Con il passare degli anni il numero degli studiosi che contestano la paternità delle opere di Shakespeare è notevolmente aumentato e non pochi propongono John Florio come il vero autore delle opere attribuite al bardo: un’opinione espressa anche da Lamberto Tassinari, nel suo volume Shakespeare? È il nome d’arte di John Florio (Giano Books, Montréal, 2008), ma condivisa anche dal ricercatore Saul Gerevin. Indizi che avallano l’ipotesi secondo la quale sotto il nome di Shakespeare si nasconda proprio John Florio sono stati rinvenuti nella letteratura inglese della fine del XVI sec. da Giulia Harding, una giornalista della BBC radio, e Corrado Panzieri.
Ho espresso i miei dubbi a Panzeri che così ha risposto: “Non mi sorprendo delle sue impressioni […] Saul Gerevini ed io stesso – coadiuvati da un nutrito gruppo di studiosi italiani e stranieri – abbiamo impiegato oltre venti anni in ricerche negli archivi storici italiani, inglesi e svizzeri per entrare in possesso di prove documentali e riferimenti editoriali dei secoli XVI e XVII, grazie ai quali abbiamo potuto ricostruire al meglio le biografie dei due Florio, padre e figlio, ma anche quella, ben più credibile, perché documentata, di William Shaksper (un attore quasi analfabeta di Stratford, erroneamente chiamato Shakespeare da Santi Paladino, n.d.a.). […] Ogni nostra affermazione è suffragata da documenti originali archiviari o riconducibili a precisi riferimenti o trascrizioni editoriali”.
Nella sua e-mail mi parla anche di un dibattito tra il prof. Stephen Greenblatt, docente di Harvard, Gerevini e il prof. Lambert Tassinari di Montreal che è intervenuto con una “lettera aperta”, ma a dire il vero i miei dubbi non sono stati del tutto sciolti.

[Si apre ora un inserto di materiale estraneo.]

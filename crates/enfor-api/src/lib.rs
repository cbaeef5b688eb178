//! Enfor API - REST server for the brokerage backend
//!
//! Hosts the token service, the authentication core and the authorization
//! gate, and exposes the ownership-gated client, property and appointment
//! services over HTTP.

pub mod audit;
pub mod auth;
pub mod error;
pub mod extract;
pub mod handlers;
pub mod middleware;
pub mod openapi;
pub mod response;
pub mod routes;
pub mod state;
pub mod uploads;

use std::sync::Arc;

use axum::{
    http::{header, HeaderValue, Method},
    middleware::{from_fn, from_fn_with_state},
    routing::get,
    Router,
};
use tower_http::{cors::CorsLayer, trace::TraceLayer};
use tracing::warn;

use crate::handlers::health;
use crate::state::AppState;

/// Assemble the full application router with all routes and middleware.
pub fn create_router(state: Arc<AppState>) -> Router {
    let service_routes = Router::new()
        .route("/health", get(health::health_check))
        .route("/ready", get(health::readiness_check))
        .route("/metrics", get(health::metrics));

    Router::new()
        .merge(service_routes)
        .merge(openapi::router())
        .merge(routes::api_routes(state.clone()))
        .layer(from_fn_with_state(
            state.clone(),
            middleware::metrics_middleware,
        ))
        .layer(from_fn(middleware::security_headers_middleware))
        .layer(cors_layer(&state.config.server.cors_origins))
        .layer(TraceLayer::new_for_http())
        .with_state(state)
}

/// Router over an in-memory store, for tests
pub fn create_router_for_testing() -> Router {
    create_router(Arc::new(AppState::for_testing()))
}

/// Any origin when none are configured, otherwise exactly the configured ones.
fn cors_layer(origins: &[String]) -> CorsLayer {
    if origins.is_empty() {
        return CorsLayer::permissive();
    }

    let allowed: Vec<HeaderValue> = origins
        .iter()
        .filter_map(|origin| match origin.parse() {
            Ok(value) => Some(value),
            Err(_) => {
                warn!(%origin, "Ignoring invalid CORS origin");
                None
            }
        })
        .collect();

    CorsLayer::new()
        .allow_origin(allowed)
        .allow_methods([
            Method::GET,
            Method::POST,
            Method::PUT,
            Method::DELETE,
            Method::OPTIONS,
        ])
        .allow_headers([header::AUTHORIZATION, header::CONTENT_TYPE])
}
//! In-process store
//!
//! All tables sit behind one lock, so every write (including snapshot
//! fan-out and delete cascades) is applied atomically with respect to readers.

use std::collections::HashMap;

use async_trait::async_trait;
use tokio::sync::RwLock;
use uuid::Uuid;

use crate::appointment::sort_chronologically;
use crate::store::{AppointmentStore, OwnedStore, Storage, UserStore};
use crate::{
    Appointment, AppointmentFilter, Client, CoreError, OwnedEntity, OwnerSnapshot, Property,
    Result, User,
};

/// Backing tables of [`MemoryStore`]
#[derive(Debug, Default)]
pub struct Tables {
    users: HashMap<Uuid, User>,
    clients: HashMap<Uuid, Client>,
    properties: HashMap<Uuid, Property>,
    appointments: HashMap<Uuid, Appointment>,
}

/// In-memory implementation of [`Storage`]
#[derive(Debug, Default)]
pub struct MemoryStore {
    tables: RwLock<Tables>,
}

impl MemoryStore {
    pub fn new() -> Self {
        Self::default()
    }
}

/// Per-type table access and write hooks for [`MemoryStore`]
pub trait MemoryEntity: OwnedEntity {
    fn table(tables: &Tables) -> &HashMap<Uuid, Self>;

    fn table_mut(tables: &mut Tables) -> &mut HashMap<Uuid, Self>;

    /// Listing order
    fn sort(records: &mut [Self]);

    /// Propagate snapshot fields after the record changed.
    fn after_update(&self, _tables: &mut Tables) {}

    /// Apply referential actions after the record was removed.
    fn after_delete(&self, _tables: &mut Tables) {}
}

impl MemoryEntity for Client {
    fn table(tables: &Tables) -> &HashMap<Uuid, Self> {
        &tables.clients
    }

    fn table_mut(tables: &mut Tables) -> &mut HashMap<Uuid, Self> {
        &mut tables.clients
    }

    fn sort(records: &mut [Self]) {
        records.sort_by(|a, b| b.created_at.cmp(&a.created_at));
    }

    fn after_update(&self, tables: &mut Tables) {
        for appointment in tables.appointments.values_mut() {
            if appointment.client_id == self.id {
                appointment.link_client(self);
            }
        }
    }

    fn after_delete(&self, tables: &mut Tables) {
        tables.appointments.retain(|_, a| a.client_id != self.id);
    }
}

impl MemoryEntity for Property {
    fn table(tables: &Tables) -> &HashMap<Uuid, Self> {
        &tables.properties
    }

    fn table_mut(tables: &mut Tables) -> &mut HashMap<Uuid, Self> {
        &mut tables.properties
    }

    fn sort(records: &mut [Self]) {
        records.sort_by(|a, b| b.created_at.cmp(&a.created_at));
    }

    fn after_update(&self, tables: &mut Tables) {
        for appointment in tables.appointments.values_mut() {
            if appointment.property_id == Some(self.id) {
                appointment.link_property(Some(self));
            }
        }
    }

    fn after_delete(&self, tables: &mut Tables) {
        for appointment in tables.appointments.values_mut() {
            if appointment.property_id == Some(self.id) {
                appointment.link_property(None);
            }
        }
    }
}

impl MemoryEntity for Appointment {
    fn table(tables: &Tables) -> &HashMap<Uuid, Self> {
        &tables.appointments
    }

    fn table_mut(tables: &mut Tables) -> &mut HashMap<Uuid, Self> {
        &mut tables.appointments
    }

    fn sort(records: &mut [Self]) {
        sort_chronologically(records);
    }
}

#[async_trait]
impl UserStore for MemoryStore {
    async fn email_exists(&self, email: &str) -> Result<bool> {
        let tables = self.tables.read().await;
        Ok(tables.users.values().any(|u| u.email == email))
    }

    async fn create_user(&self, user: &User) -> Result<()> {
        let mut tables = self.tables.write().await;
        if tables.users.values().any(|u| u.email == user.email) {
            return Err(CoreError::EmailExists);
        }
        tables.users.insert(user.id, user.clone());
        Ok(())
    }

    async fn find_active_user_by_email(&self, email: &str) -> Result<Option<User>> {
        let tables = self.tables.read().await;
        Ok(tables
            .users
            .values()
            .find(|u| u.email == email && u.is_active)
            .cloned())
    }

    async fn find_user_by_id(&self, id: Uuid) -> Result<Option<User>> {
        let tables = self.tables.read().await;
        Ok(tables.users.get(&id).cloned())
    }

    async fn update_user(&self, user: &User) -> Result<()> {
        let mut tables = self.tables.write().await;
        let Some(stored) = tables.users.get_mut(&user.id) else {
            return Err(CoreError::not_found("User"));
        };
        *stored = user.clone();

        let snapshot = OwnerSnapshot::from(user);
        for client in tables.clients.values_mut().filter(|c| c.broker_id == user.id) {
            client.broker_name = Some(snapshot.name.clone());
            client.broker_city = Some(snapshot.city.clone());
        }
        for property in tables
            .properties
            .values_mut()
            .filter(|p| p.broker_id == user.id)
        {
            property.broker_name = Some(snapshot.name.clone());
            property.broker_city = Some(snapshot.city.clone());
        }
        for appointment in tables
            .appointments
            .values_mut()
            .filter(|a| a.broker_id == user.id)
        {
            appointment.broker_name = Some(snapshot.name.clone());
            appointment.broker_city = Some(snapshot.city.clone());
        }
        Ok(())
    }

    async fn set_profile_image(&self, id: Uuid, reference: &str) -> Result<bool> {
        let mut tables = self.tables.write().await;
        match tables.users.get_mut(&id) {
            Some(user) => {
                user.profile_image = Some(reference.to_string());
                user.updated_at = chrono::Utc::now();
                Ok(true)
            }
            None => Ok(false),
        }
    }
}

#[async_trait]
impl<T: MemoryEntity> OwnedStore<T> for MemoryStore {
    async fn insert(&self, entity: &T) -> Result<()> {
        let mut tables = self.tables.write().await;
        T::table_mut(&mut tables).insert(entity.id(), entity.clone());
        Ok(())
    }

    async fn get(&self, id: Uuid) -> Result<Option<T>> {
        let tables = self.tables.read().await;
        Ok(T::table(&tables).get(&id).cloned())
    }

    async fn list_by_owner(&self, owner_id: Uuid) -> Result<Vec<T>> {
        let tables = self.tables.read().await;
        let mut records: Vec<T> = T::table(&tables)
            .values()
            .filter(|r| r.owner_id() == owner_id)
            .cloned()
            .collect();
        T::sort(&mut records);
        Ok(records)
    }

    async fn update(&self, entity: &T) -> Result<bool> {
        let mut tables = self.tables.write().await;
        match T::table_mut(&mut tables).get_mut(&entity.id()) {
            Some(stored) => *stored = entity.clone(),
            None => return Ok(false),
        }
        entity.after_update(&mut tables);
        Ok(true)
    }

    async fn delete(&self, id: Uuid) -> Result<bool> {
        let mut tables = self.tables.write().await;
        match T::table_mut(&mut tables).remove(&id) {
            Some(removed) => {
                removed.after_delete(&mut tables);
                Ok(true)
            }
            None => Ok(false),
        }
    }
}

#[async_trait]
impl AppointmentStore for MemoryStore {
    async fn list_appointments(
        &self,
        owner_id: Uuid,
        filter: &AppointmentFilter,
    ) -> Result<Vec<Appointment>> {
        let tables = self.tables.read().await;
        let mut records: Vec<Appointment> = tables
            .appointments
            .values()
            .filter(|a| a.broker_id == owner_id && filter.matches(a))
            .cloned()
            .collect();
        sort_chronologically(&mut records);
        Ok(records)
    }
}

#[async_trait]
impl Storage for MemoryStore {
    async fn ping(&self) -> Result<()> {
        Ok(())
    }
}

Andrea Camilleri, su La Stampa, nel 2000, affermò che se Shakespeare fosse di origine italiana non potrebbe che appartenere a quella famiglia Florio che per quasi due secoli stupì il mondo con le sue flotte, le sue industrie e le sue ricchezze ma che, come afferma il Professore emerito dell’Università di Palermo Orazio Concila, non erano di origine siciliana, bensì calabrese: provenivano da Melicuccà, un paesino della piana di Gioia Tauro dominato dai Cavalieri di Malta sin dal 1445 dove era difficile la vita a un medico, Giovanni Florio, convertitosi al calvinismo, che si trasferì a Messina e dal cui matrimonio con Guglielma Crollalanza nacque il figlio Michelangelo in cui, come afferma il Prof. Iuvara, è da riconoscere il bardo e che, in onore della madre, si fece chiamare William Shakespeare (Guglielmo Crollalanza appunto).